I have done it all from jerri curl, relaxer, afro, cornrows, weaves, wigs,dyes. You name it, I have done it. I never saw myself as unsure of who I was or not knowing my worth as a woman, just like a painter paints on a canvas or a fashion designer puts his art in gowns, my hair was my creative signature.
Then came the day I went to the barber and cut it all off.
Medication had weakened my hair and thus the constant pressure of styling left my strands damaged, so why not chop and start again? Besides, I always wanted to try a mohawk.
I was quite alarmed when two men in the barber shop broke into conversation that they hated to see a woman with low cut or no hair and how it was the most ugly thing in the world. Why would God, they went on, give a woman long natural beautiful hair and she chop it all off?
I didn't notice them as they rambled on. One went on to say he had a girlfriend who cut her hair one day and he kicked her out. "She shouldn't be looking like no man."
"A woman's hair is her beauty, she loses it she loses that." the other agreed.
It was funny to me, for God gave men hair too, didn't he? So why did they cut theirs? Who set the standard that men should have hair cuts and not women? He gave them beards too, why didn't they let them grow? And did these two men stop to consider that I (God forbid) may have had a medical condition that forced me to remove my hair before they started getting all upset over something that was not their business or in their control?
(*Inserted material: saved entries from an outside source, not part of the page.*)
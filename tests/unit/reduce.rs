use super::*;
use crate::vectors::cell::Cell;

fn horizontal(frame: u64, len: f64) -> MotionVectorRecord {
    MotionVectorRecord::new(frame, (100.0, 100.0), (100.0 + len, 100.0))
}

#[test]
fn sub_threshold_motion_is_discarded_regardless_of_cap() {
    let data: Vec<MotionVectorRecord> = (0..10_000)
        .map(|_| MotionVectorRecord::new(0, (0.0, 0.0), (0.9, 1.2)))
        .collect();
    assert!((data[0].magnitude() - 1.5).abs() < 1e-12);
    assert!(reduce(&data, 100).is_empty());
}

#[test]
fn keeps_the_largest_when_over_cap() {
    let data: Vec<MotionVectorRecord> = (1..=200).map(|m| horizontal(0, m as f64)).collect();
    let out = reduce(&data, 50);
    assert_eq!(out.len(), 50);
    let mut mags: Vec<u32> = out.iter().map(|v| v.magnitude as u32).collect();
    mags.sort_unstable();
    assert_eq!(mags, (151..=200).collect::<Vec<u32>>());
}

#[test]
fn exactly_two_pixels_is_not_significant() {
    let data = vec![horizontal(0, 2.0), horizontal(0, 2.5)];
    let out = reduce(&data, 10);
    assert_eq!(out.len(), 1);
    assert_eq!(out[0].magnitude, 2.5);
}

#[test]
fn output_is_a_subset_with_added_magnitude() {
    let data: Vec<MotionVectorRecord> = [0.5, 3.0, 8.0, 1.0, 30.0]
        .iter()
        .map(|&m| horizontal(4, m))
        .collect();
    let out = reduce(&data, 100);
    assert_eq!(out.len(), 3);
    for v in &out {
        assert!(data.contains(&v.record));
        assert!(v.magnitude > 2.0);
        assert_eq!(v.magnitude, v.record.magnitude());
    }
    assert_eq!(
        out.iter().map(|v| v.magnitude).collect::<Vec<_>>(),
        vec![3.0, 8.0, 30.0]
    );
}

#[test]
fn ties_prefer_earlier_rows() {
    let mut data: Vec<MotionVectorRecord> = (0..5).map(|_| horizontal(0, 10.0)).collect();
    for (i, r) in data.iter_mut().enumerate() {
        r.src_y = i as f64;
        r.dst_y = i as f64;
    }
    let out = reduce(&data, 2);
    assert_eq!(
        out.iter().map(|v| v.record.src_y).collect::<Vec<_>>(),
        vec![0.0, 1.0]
    );
}

#[test]
fn reducing_twice_is_a_no_op_when_under_cap() {
    let data: Vec<MotionVectorRecord> = (0..40).map(|m| horizontal(0, m as f64 * 0.5)).collect();
    let once = reduce(&data, 1000);
    let twice = reduce(once.iter().map(|v| &v.record), 1000);
    assert_eq!(once, twice);
}

#[test]
fn missing_motion_is_never_significant() {
    let mut r = horizontal(0, 50.0);
    r.motion_x = Cell::Missing;
    assert!(reduce(std::slice::from_ref(&r), 10).is_empty());
}

#[test]
fn empty_input_gives_empty_output() {
    assert!(reduce(std::iter::empty(), 10).is_empty());
}

#[test]
fn zero_cap_yields_nothing() {
    let data = vec![horizontal(0, 50.0)];
    assert!(reduce(&data, 0).is_empty());
}
use super::*;

#[test]
fn config_validation_catches_bad_values() {
    assert!(default_mp4_config("target/out.mp4", 0, 10, 30).validate().is_err());
    assert!(default_mp4_config("target/out.mp4", 11, 10, 30).validate().is_err());
    assert!(default_mp4_config("target/out.mp4", 10, 10, 0).validate().is_err());
    assert!(default_mp4_config("target/out.mp4", 1920, 1080, 24).validate().is_ok());
}

#[test]
fn refuses_to_clobber_without_overwrite() {
    let path = PathBuf::from("target").join("unit_encode").join("exists.mp4");
    ensure_parent_dir(&path).unwrap();
    std::fs::write(&path, b"x").unwrap();
    let cfg = EncodeConfig {
        overwrite: false,
        ..default_mp4_config(&path, 16, 16, 24)
    };
    let err = FfmpegEncoder::new(cfg).err().unwrap();
    assert!(matches!(err, MvError::Validation(_)), "{err}");
}
//! Driving the external benchmark executable and summarizing its results.

pub mod runner;
pub mod table;
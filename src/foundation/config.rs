use std::{fs::File, io::BufReader, path::Path};

use crate::foundation::{
    core::Rgb8,
    error::{MvError, MvResult},
};

/// Reducer keeps vectors strictly longer than this (pixels).
pub const SIGNIFICANCE_PX: f64 = 2.0;
/// Renderer draws vectors at least this long (pixels, inclusive).
pub const DRAW_MIN_PX: f64 = 2.0;
/// Vectors longer than this are drawn in the medium tier.
pub const MEDIUM_ABOVE_PX: f64 = 10.0;
/// Vectors longer than this are drawn in the high tier.
pub const HIGH_ABOVE_PX: f64 = 20.0;

/// Default cap used by [`reduce`](crate::reduce) callers that do not pick their own.
pub const DEFAULT_MAX_VECTORS: usize = 10_000;
/// Per-frame cap used by the video generators.
pub const VIDEO_MAX_VECTORS: usize = 15_000;

/// Environment override for the per-frame vector cap of the video generators.
pub const MAX_VECTORS_ENV: &str = "MVSCOPE_MAX_VECTORS";

/// Magnitude break points shared by the reducer and the overlay renderer.
///
/// The reducer filter is strict (`> significance_px`) while the renderer threshold is
/// inclusive (`>= draw_min_px`); the two are separate stages and are kept separate here.
#[derive(Clone, Copy, Debug, PartialEq, serde::Serialize, serde::Deserialize)]
#[serde(default)]
pub struct MagnitudePolicy {
    /// Reducer significance threshold (strict).
    pub significance_px: f64,
    /// Lowest drawable magnitude (inclusive).
    pub draw_min_px: f64,
    /// Medium tier starts strictly above this.
    pub medium_above_px: f64,
    /// High tier starts strictly above this.
    pub high_above_px: f64,
}

impl Default for MagnitudePolicy {
    fn default() -> Self {
        Self {
            significance_px: SIGNIFICANCE_PX,
            draw_min_px: DRAW_MIN_PX,
            medium_above_px: MEDIUM_ABOVE_PX,
            high_above_px: HIGH_ABOVE_PX,
        }
    }
}

/// Display class of a drawn vector.
#[derive(Clone, Copy, Debug, PartialEq, Eq, Hash)]
pub enum MagnitudeTier {
    /// `[draw_min, medium_above]`
    Low,
    /// `(medium_above, high_above]`
    Medium,
    /// `> high_above`
    High,
}

impl MagnitudePolicy {
    /// Reject non-finite or unordered break points.
    pub fn validate(&self) -> MvResult<()> {
        let all = [
            self.significance_px,
            self.draw_min_px,
            self.medium_above_px,
            self.high_above_px,
        ];
        if all.iter().any(|v| !v.is_finite() || *v < 0.0) {
            return Err(MvError::validation(
                "magnitude thresholds must be finite and non-negative",
            ));
        }
        if !(self.draw_min_px <= self.medium_above_px && self.medium_above_px <= self.high_above_px)
        {
            return Err(MvError::validation(
                "magnitude thresholds must satisfy draw_min <= medium_above <= high_above",
            ));
        }
        Ok(())
    }

    /// Whether the reducer keeps a vector of this magnitude. NaN is never kept.
    pub fn is_significant(&self, magnitude: f64) -> bool {
        magnitude > self.significance_px
    }

    /// Tier for a magnitude, or `None` if it is below the drawing threshold (or NaN).
    pub fn tier(&self, magnitude: f64) -> Option<MagnitudeTier> {
        if magnitude.is_nan() || magnitude < self.draw_min_px {
            return None;
        }
        if magnitude > self.high_above_px {
            Some(MagnitudeTier::High)
        } else if magnitude > self.medium_above_px {
            Some(MagnitudeTier::Medium)
        } else {
            Some(MagnitudeTier::Low)
        }
    }
}

/// Stroke settings for one tier.
#[derive(Clone, Copy, Debug, PartialEq, serde::Serialize, serde::Deserialize)]
pub struct TierStyle {
    /// Arrow color.
    pub color: Rgb8,
    /// Arrow stroke width in pixels.
    pub thickness: f64,
}

/// How the overlay renderer paints vectors.
#[derive(Clone, Copy, Debug, PartialEq, serde::Serialize, serde::Deserialize)]
#[serde(default)]
pub struct OverlayStyle {
    /// Low tier (white by default).
    pub low: TierStyle,
    /// Medium tier (yellow by default).
    pub medium: TierStyle,
    /// High tier (red by default).
    pub high: TierStyle,
    /// Fill color of the origin marker.
    pub marker_color: Rgb8,
    /// Radius of the origin marker in pixels.
    pub marker_radius: f64,
    /// Arrow tip length as a fraction of the arrow length.
    pub tip_ratio: f64,
}

impl Default for OverlayStyle {
    fn default() -> Self {
        Self::standard()
    }
}

impl OverlayStyle {
    /// Thin single-pixel arrows with a small white marker, used for side-by-side output.
    pub fn standard() -> Self {
        Self {
            low: TierStyle {
                color: Rgb8::WHITE,
                thickness: 1.0,
            },
            medium: TierStyle {
                color: Rgb8::new(255, 255, 0),
                thickness: 1.0,
            },
            high: TierStyle {
                color: Rgb8::new(255, 0, 0),
                thickness: 1.0,
            },
            marker_color: Rgb8::WHITE,
            marker_radius: 1.0,
            tip_ratio: 0.3,
        }
    }

    /// Thicker arrows for stronger motion and a larger cyan marker, used for the
    /// standalone vector video.
    pub fn emphasized() -> Self {
        let base = Self::standard();
        Self {
            low: TierStyle {
                thickness: 1.0,
                ..base.low
            },
            medium: TierStyle {
                thickness: 2.0,
                ..base.medium
            },
            high: TierStyle {
                thickness: 3.0,
                ..base.high
            },
            marker_color: Rgb8::new(0, 255, 255),
            marker_radius: 3.0,
            tip_ratio: 0.3,
        }
    }

    /// Style for a tier.
    pub fn for_tier(&self, tier: MagnitudeTier) -> &TierStyle {
        match tier {
            MagnitudeTier::Low => &self.low,
            MagnitudeTier::Medium => &self.medium,
            MagnitudeTier::High => &self.high,
        }
    }

    /// Reject negative or non-finite sizes.
    pub fn validate(&self) -> MvResult<()> {
        let sizes = [
            self.low.thickness,
            self.medium.thickness,
            self.high.thickness,
            self.marker_radius,
            self.tip_ratio,
        ];
        if sizes.iter().any(|v| !v.is_finite() || *v < 0.0) {
            return Err(MvError::validation(
                "overlay sizes must be finite and non-negative",
            ));
        }
        Ok(())
    }
}

/// Everything the reducer and renderers need, loadable from JSON.
#[derive(Clone, Debug, PartialEq, serde::Serialize, serde::Deserialize)]
#[serde(default)]
pub struct VisualizationConfig {
    /// Magnitude break points.
    pub policy: MagnitudePolicy,
    /// Style for side-by-side segments and single-frame PNGs.
    pub overlay: OverlayStyle,
    /// Style for the standalone vector video.
    pub video_overlay: OverlayStyle,
    /// Per-frame cap applied before drawing.
    pub max_vectors_per_frame: usize,
}

impl Default for VisualizationConfig {
    fn default() -> Self {
        Self {
            policy: MagnitudePolicy::default(),
            overlay: OverlayStyle::standard(),
            video_overlay: OverlayStyle::emphasized(),
            max_vectors_per_frame: VIDEO_MAX_VECTORS,
        }
    }
}

impl VisualizationConfig {
    /// Load a JSON config file. Missing fields take their defaults.
    pub fn from_path(path: &Path) -> MvResult<Self> {
        let f = File::open(path).map_err(|e| {
            if e.kind() == std::io::ErrorKind::NotFound {
                MvError::file_not_found(path)
            } else {
                MvError::Other(anyhow::Error::new(e).context(format!(
                    "open visualization config '{}'",
                    path.display()
                )))
            }
        })?;
        let cfg: Self = serde_json::from_reader(BufReader::new(f)).map_err(|e| {
            MvError::parse(format!(
                "visualization config '{}': {e}",
                path.display()
            ))
        })?;
        cfg.validate()?;
        Ok(cfg)
    }

    /// Validate every nested section.
    pub fn validate(&self) -> MvResult<()> {
        self.policy.validate()?;
        self.overlay.validate()?;
        self.video_overlay.validate()?;
        Ok(())
    }

    /// Apply [`MAX_VECTORS_ENV`] if it holds a positive integer.
    pub fn with_env_overrides(self) -> Self {
        let raw = std::env::var(MAX_VECTORS_ENV).ok();
        self.with_max_vectors_override(raw.as_deref())
    }

    /// Replace the per-frame cap with `raw` when it parses as a positive integer.
    pub fn with_max_vectors_override(mut self, raw: Option<&str>) -> Self {
        if let Some(n) = raw
            .and_then(|v| v.trim().parse::<usize>().ok())
            .filter(|&n| n > 0)
        {
            tracing::debug!(max_vectors = n, "per-frame vector cap overridden");
            self.max_vectors_per_frame = n;
        }
        self
    }
}

#[cfg(test)]
#[path = "../../tests/unit/foundation/config.rs"]
mod tests;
But it did make me think and do some research, to indeed find out that many men believed that theory of a woman's beauty being in her hair. So what if cancer takes her hair? would she no longer be the same woman? Would her value and character now diminish? Would she now be undesirable?
If a man lost an arm or leg, would he no longer be a man?
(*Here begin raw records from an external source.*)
use std::path::{Path, PathBuf};

/// Convenience result type used across mvscope.
pub type MvResult<T> = Result<T, MvError>;

/// Top-level error taxonomy used by the library APIs.
///
/// Every variant is fatal for the invocation that produced it. Per-cell numeric coercion
/// failures are not errors; they become [`Cell::Missing`](crate::Cell::Missing).
#[derive(thiserror::Error, Debug)]
pub enum MvError {
    /// An input path does not exist.
    #[error("file not found: {}", .0.display())]
    FileNotFound(PathBuf),

    /// Malformed delimited input or text table.
    #[error("parse error: {0}")]
    Parse(String),

    /// A required column is absent from the input header.
    #[error("missing required column: '{0}'")]
    MissingColumn(String),

    /// Bad arguments, such as an inverted frame range.
    #[error("argument error: {0}")]
    Argument(String),

    /// Invalid configuration or encoder settings.
    #[error("validation error: {0}")]
    Validation(String),

    /// The rasterizer cannot handle the requested canvas.
    #[error("render error: {0}")]
    Render(String),

    /// ffmpeg/ffprobe failed or produced unusable output.
    #[error("media error: {0}")]
    Media(String),

    /// The external benchmark executable failed.
    #[error("benchmark error: {0}")]
    Benchmark(String),

    /// Wrapped lower-level error from dependencies or IO.
    #[error(transparent)]
    Other(#[from] anyhow::Error),
}

impl MvError {
    /// Build a [`MvError::FileNotFound`] value.
    pub fn file_not_found(path: impl AsRef<Path>) -> Self {
        Self::FileNotFound(path.as_ref().to_path_buf())
    }

    /// Build a [`MvError::Parse`] value.
    pub fn parse(msg: impl Into<String>) -> Self {
        Self::Parse(msg.into())
    }

    /// Build a [`MvError::MissingColumn`] value.
    pub fn missing_column(name: impl Into<String>) -> Self {
        Self::MissingColumn(name.into())
    }

    /// Build a [`MvError::Argument`] value.
    pub fn argument(msg: impl Into<String>) -> Self {
        Self::Argument(msg.into())
    }

    /// Build a [`MvError::Validation`] value.
    pub fn validation(msg: impl Into<String>) -> Self {
        Self::Validation(msg.into())
    }

    /// Build a [`MvError::Render`] value.
    pub fn render(msg: impl Into<String>) -> Self {
        Self::Render(msg.into())
    }

    /// Build a [`MvError::Media`] value.
    pub fn media(msg: impl Into<String>) -> Self {
        Self::Media(msg.into())
    }

    /// Build a [`MvError::Benchmark`] value.
    pub fn benchmark(msg: impl Into<String>) -> Self {
        Self::Benchmark(msg.into())
    }
}

#[cfg(test)]
#[path = "../../tests/unit/foundation/error.rs"]
mod tests;
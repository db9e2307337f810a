pub mod cell;
pub mod load;
pub mod record;
pub mod table;
use super::*;

const SAMPLE: &str = "\
Running 9 methods on clip.mp4 with 3 streams
Method | Time/Frame | FPS | CPU | Mem | MVs | Frames | HighProfile
-----------------------------------------------------------------
FFmpeg Decode | 1.25 ms | 800.0 | 95.5% | 20480 | 123456 | 300 | 1
LIVE555 Parser | 0.40 ms | 2500 | 12% | 4096 | 0 | 300 | 0

Custom Extractor | n/a | 0 | 0% | 0 | 0 | 0 | 1
Short | 1 | 2
——————————
Motion Only | 0.9ms | 1111.1 | 80% | 10000 | 99 | 300 | 1
";

#[test]
fn parses_table_rows_and_strips_units() {
    let rows = parse_benchmark_output(SAMPLE, 3);
    assert_eq!(rows.len(), 3);

    let first = &rows[0];
    assert_eq!(first.method, "FFmpeg Decode");
    assert_eq!(first.streams, 3);
    assert_eq!(first.time_per_frame, 1.25);
    assert_eq!(first.cpu, 95.5);
    assert_eq!(first.memory, 20480.0);
    assert_eq!(first.mvs, 123_456);
    assert_eq!(first.frames, 300);
    assert!(first.is_high_profile());

    assert!(!rows[1].is_high_profile());
    assert_eq!(rows[2].method, "Motion Only");
    assert_eq!(rows[2].time_per_frame, 0.9);
}

#[test]
fn lines_before_header_are_ignored() {
    let text = "A | 1 | 2 | 3 | 4 | 5 | 6 | 1\n";
    assert!(parse_benchmark_output(text, 1).is_empty());
}

#[test]
fn no_header_means_no_rows() {
    assert!(parse_benchmark_output("", 1).is_empty());
    assert!(parse_benchmark_output("nothing to see\n", 1).is_empty());
}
I am surprised to see the number of men that constantly complain women are materialistic and superficial when many men are the same. Women are being fed these ideals and living with low self worth due to their intent on pleasing men who only see them as trophies to be conquered and not a character, a spirit and a soul to be cherished.
When my cut was done I made a big show of myself, oohing and aahing in the mirror while they made disgusted faces.
No one sets the standard for me but ME.
Anyone who thinks I am ugly, that's their problem, I have enough of my own.
What attracts one person will surely repel another, but at the end of the day, a real man should seek character in a woman above all else.
If he doesn't - he ain't grown.
Hair or no hair, ladies, you are beautiful, and if you don't believe you can be - just ask Amber Rose and Chrisette Michelle (and I could go on and on and on).